GOAL OF THE EXERCISE
Let the output be exactly the lines from the one containing "g = Grammar::new(Dictionary::new(), vec![Symbol::MAX_ENCODED]);" through the end of the records below, both included.

DATA PROVIDED
##########
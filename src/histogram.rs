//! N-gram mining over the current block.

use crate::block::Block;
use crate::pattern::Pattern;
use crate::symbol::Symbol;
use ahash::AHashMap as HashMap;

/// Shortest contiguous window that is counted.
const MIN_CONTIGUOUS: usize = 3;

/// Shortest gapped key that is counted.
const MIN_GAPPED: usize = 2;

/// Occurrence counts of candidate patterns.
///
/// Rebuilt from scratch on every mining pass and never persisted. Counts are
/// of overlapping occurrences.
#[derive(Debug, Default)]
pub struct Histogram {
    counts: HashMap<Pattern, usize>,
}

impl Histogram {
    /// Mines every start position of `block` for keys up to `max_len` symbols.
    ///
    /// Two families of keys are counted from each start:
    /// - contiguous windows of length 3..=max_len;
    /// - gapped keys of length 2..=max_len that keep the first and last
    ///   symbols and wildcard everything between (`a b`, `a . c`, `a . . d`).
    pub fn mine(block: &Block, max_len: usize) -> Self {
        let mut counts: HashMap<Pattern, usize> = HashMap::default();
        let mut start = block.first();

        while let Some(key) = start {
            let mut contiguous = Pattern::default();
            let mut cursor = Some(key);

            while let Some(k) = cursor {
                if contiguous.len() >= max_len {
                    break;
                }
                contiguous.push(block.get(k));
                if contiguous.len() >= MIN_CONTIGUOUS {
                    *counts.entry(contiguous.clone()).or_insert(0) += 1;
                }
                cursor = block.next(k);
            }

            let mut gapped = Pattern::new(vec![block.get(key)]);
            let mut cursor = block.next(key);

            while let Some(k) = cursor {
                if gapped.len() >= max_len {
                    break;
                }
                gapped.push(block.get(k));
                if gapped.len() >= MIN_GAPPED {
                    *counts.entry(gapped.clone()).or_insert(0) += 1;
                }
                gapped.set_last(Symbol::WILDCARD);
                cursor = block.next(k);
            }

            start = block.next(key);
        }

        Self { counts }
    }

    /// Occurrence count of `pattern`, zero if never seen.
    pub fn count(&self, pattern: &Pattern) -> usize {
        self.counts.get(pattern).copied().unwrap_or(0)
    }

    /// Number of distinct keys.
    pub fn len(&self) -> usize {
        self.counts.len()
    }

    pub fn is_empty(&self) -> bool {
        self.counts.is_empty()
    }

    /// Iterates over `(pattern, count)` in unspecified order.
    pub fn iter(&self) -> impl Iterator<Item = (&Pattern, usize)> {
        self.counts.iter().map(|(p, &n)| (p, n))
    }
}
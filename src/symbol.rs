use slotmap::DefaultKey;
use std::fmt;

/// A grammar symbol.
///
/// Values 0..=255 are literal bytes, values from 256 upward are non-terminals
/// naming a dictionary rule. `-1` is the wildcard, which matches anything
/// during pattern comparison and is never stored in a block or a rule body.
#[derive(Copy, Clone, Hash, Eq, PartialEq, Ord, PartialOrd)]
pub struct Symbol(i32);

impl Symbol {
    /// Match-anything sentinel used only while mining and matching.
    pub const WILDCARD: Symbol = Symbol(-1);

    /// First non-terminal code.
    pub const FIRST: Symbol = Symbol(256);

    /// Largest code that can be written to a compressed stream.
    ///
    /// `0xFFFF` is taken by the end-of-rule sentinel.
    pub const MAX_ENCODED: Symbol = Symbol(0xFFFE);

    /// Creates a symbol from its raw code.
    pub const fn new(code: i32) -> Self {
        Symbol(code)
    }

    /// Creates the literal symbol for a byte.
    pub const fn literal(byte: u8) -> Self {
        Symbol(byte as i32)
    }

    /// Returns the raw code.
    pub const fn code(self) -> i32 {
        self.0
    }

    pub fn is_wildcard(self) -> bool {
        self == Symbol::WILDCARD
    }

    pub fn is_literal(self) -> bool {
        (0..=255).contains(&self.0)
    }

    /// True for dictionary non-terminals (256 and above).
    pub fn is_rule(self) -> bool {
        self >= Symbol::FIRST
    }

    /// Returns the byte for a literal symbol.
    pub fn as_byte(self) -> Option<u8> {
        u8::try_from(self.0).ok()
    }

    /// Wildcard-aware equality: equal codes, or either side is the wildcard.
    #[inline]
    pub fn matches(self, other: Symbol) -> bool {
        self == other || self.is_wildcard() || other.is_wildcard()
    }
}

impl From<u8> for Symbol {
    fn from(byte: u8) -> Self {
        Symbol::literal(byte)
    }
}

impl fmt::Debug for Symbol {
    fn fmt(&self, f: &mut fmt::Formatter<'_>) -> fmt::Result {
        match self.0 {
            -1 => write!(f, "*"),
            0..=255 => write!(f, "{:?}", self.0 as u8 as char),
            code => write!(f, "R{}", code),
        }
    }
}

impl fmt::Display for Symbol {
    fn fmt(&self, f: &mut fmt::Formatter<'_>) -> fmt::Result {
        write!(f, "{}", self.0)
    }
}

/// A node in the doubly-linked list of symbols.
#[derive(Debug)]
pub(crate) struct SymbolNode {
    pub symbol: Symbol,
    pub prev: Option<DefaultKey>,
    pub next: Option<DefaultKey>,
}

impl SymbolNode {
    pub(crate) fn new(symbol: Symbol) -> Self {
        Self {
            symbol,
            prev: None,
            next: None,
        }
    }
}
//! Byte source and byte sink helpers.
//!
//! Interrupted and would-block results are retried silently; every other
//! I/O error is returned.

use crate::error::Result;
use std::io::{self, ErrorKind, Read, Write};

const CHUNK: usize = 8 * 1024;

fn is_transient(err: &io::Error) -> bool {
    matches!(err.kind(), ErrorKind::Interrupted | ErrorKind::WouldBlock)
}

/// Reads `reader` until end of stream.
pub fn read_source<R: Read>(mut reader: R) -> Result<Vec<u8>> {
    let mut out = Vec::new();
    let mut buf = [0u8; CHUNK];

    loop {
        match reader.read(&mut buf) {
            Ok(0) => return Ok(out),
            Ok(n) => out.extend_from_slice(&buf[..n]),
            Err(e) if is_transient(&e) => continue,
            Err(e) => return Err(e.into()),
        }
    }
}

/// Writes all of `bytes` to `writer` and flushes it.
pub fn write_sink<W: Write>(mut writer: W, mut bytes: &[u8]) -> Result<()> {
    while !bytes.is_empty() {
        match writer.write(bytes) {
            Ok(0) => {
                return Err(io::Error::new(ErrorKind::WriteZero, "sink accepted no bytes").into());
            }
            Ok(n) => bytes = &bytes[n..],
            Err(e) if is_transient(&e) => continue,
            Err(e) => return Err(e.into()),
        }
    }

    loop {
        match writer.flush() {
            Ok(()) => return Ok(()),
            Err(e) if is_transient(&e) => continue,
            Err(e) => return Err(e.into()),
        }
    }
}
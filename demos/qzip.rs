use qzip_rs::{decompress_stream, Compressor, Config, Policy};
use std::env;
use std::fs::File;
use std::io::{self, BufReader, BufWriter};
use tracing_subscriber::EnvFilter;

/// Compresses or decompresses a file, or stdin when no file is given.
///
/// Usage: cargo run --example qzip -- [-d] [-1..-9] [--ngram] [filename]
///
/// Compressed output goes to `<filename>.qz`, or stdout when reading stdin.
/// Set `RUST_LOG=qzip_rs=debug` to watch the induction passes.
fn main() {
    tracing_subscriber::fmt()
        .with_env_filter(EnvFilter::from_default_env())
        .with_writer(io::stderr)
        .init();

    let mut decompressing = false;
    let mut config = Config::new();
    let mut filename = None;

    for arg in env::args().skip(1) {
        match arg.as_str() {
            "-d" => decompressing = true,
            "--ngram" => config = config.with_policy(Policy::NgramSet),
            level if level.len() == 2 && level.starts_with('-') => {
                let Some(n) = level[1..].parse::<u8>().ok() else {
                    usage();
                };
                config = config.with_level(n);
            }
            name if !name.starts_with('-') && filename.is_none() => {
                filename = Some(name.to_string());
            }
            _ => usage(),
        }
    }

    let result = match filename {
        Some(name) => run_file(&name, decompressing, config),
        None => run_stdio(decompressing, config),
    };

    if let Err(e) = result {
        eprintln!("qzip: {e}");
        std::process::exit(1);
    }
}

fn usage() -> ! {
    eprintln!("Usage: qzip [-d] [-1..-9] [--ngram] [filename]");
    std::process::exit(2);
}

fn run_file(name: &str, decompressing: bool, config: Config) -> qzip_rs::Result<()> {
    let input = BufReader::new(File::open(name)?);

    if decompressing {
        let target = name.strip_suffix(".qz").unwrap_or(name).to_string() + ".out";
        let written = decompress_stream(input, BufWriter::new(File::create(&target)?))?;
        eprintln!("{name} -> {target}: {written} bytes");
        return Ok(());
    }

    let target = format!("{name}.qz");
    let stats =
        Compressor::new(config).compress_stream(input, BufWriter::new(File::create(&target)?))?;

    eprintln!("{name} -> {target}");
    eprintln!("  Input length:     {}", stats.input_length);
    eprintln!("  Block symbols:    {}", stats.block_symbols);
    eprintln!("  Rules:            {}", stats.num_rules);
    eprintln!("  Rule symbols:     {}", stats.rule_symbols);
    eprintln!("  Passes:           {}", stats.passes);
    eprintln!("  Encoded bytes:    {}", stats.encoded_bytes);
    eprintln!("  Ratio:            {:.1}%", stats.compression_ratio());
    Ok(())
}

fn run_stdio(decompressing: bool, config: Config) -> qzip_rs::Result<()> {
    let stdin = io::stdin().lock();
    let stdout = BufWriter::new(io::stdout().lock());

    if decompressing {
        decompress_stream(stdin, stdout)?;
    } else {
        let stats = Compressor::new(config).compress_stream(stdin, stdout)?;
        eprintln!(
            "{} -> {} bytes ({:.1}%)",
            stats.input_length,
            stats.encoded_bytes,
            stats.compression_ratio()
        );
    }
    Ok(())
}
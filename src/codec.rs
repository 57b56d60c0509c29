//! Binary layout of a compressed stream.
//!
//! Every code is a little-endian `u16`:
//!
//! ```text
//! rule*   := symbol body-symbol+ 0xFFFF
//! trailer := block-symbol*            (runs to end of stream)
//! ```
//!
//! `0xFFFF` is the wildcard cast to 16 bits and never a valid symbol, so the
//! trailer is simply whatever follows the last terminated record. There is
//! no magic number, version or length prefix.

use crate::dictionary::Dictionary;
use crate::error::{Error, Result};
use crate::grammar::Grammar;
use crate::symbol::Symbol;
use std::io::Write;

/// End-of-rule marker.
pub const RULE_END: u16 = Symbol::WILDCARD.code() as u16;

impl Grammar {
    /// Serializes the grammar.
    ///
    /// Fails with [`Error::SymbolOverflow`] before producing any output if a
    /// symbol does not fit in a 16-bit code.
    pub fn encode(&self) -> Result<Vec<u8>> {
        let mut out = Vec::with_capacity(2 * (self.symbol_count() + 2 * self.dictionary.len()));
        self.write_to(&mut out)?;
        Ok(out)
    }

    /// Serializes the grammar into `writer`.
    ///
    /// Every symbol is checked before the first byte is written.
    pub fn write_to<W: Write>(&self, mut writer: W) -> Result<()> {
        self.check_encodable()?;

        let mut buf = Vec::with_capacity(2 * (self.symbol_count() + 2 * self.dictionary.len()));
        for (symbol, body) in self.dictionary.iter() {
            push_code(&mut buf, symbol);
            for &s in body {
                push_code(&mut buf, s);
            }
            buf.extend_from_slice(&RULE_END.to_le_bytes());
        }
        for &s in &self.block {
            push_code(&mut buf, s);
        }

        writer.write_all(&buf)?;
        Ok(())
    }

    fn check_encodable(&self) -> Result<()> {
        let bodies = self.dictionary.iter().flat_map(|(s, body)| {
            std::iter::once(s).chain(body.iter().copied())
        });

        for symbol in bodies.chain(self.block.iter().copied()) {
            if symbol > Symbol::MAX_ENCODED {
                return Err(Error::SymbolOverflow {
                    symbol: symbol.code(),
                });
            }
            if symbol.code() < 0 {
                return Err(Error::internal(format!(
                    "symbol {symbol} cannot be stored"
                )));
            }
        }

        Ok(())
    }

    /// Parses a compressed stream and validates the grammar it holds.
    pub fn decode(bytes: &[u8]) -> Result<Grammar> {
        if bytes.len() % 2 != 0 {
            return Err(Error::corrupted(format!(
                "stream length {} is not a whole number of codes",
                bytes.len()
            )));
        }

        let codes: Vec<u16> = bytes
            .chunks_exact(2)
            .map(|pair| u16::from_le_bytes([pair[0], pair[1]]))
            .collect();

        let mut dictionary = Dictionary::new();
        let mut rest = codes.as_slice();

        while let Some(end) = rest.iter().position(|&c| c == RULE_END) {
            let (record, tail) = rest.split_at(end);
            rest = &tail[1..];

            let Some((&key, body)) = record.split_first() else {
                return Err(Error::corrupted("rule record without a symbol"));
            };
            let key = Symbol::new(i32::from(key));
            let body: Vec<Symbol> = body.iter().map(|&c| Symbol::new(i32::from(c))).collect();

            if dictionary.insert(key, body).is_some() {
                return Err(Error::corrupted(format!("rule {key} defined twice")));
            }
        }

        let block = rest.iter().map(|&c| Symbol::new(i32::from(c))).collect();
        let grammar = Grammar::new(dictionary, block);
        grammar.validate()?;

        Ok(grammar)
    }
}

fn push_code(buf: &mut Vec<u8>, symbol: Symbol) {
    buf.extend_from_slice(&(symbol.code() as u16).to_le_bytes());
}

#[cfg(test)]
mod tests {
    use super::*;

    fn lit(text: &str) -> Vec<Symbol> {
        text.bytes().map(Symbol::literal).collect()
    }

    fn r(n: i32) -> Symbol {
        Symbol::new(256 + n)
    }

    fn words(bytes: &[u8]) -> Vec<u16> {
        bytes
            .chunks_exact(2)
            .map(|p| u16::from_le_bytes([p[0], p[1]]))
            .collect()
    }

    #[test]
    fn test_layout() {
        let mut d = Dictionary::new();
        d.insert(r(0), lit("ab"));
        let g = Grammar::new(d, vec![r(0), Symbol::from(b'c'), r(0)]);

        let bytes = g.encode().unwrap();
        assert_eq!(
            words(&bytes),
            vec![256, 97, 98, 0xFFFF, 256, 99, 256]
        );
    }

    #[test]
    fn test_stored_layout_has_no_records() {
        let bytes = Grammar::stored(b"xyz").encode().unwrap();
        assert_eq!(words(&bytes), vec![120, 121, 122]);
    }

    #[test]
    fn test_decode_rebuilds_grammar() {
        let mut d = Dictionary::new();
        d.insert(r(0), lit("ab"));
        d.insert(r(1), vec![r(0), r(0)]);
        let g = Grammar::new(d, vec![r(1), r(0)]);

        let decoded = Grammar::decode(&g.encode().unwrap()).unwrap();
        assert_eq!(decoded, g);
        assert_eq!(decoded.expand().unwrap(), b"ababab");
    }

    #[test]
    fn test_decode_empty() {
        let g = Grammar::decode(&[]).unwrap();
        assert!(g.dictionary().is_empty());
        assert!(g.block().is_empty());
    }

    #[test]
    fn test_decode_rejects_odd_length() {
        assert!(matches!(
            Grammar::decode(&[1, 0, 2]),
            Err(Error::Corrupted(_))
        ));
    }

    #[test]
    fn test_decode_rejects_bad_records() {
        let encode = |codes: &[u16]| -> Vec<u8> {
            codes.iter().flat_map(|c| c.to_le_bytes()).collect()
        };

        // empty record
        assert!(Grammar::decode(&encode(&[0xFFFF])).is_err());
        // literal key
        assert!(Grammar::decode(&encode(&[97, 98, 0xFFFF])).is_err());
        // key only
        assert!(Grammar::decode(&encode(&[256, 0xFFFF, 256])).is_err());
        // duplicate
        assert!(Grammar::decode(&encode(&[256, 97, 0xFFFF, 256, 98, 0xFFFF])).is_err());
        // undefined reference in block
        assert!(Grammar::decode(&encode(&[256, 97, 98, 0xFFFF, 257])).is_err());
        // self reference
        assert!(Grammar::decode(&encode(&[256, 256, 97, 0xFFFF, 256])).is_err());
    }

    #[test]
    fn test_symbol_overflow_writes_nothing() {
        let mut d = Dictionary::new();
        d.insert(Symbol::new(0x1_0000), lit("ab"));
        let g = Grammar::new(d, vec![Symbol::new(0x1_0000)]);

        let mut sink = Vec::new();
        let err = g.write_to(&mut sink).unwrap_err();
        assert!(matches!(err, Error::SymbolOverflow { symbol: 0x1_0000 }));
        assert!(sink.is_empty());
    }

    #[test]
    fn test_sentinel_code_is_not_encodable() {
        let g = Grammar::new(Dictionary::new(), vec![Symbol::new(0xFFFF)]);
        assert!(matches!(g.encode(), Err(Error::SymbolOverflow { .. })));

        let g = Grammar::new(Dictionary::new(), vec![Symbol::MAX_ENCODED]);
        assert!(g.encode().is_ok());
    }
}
##########
RESPONSE AREA
        let g = Grammar::new(Dictionary::new(), vec![Symbol::MAX_ENCODED]);
        assert!(g.encode().is_ok());
    }
}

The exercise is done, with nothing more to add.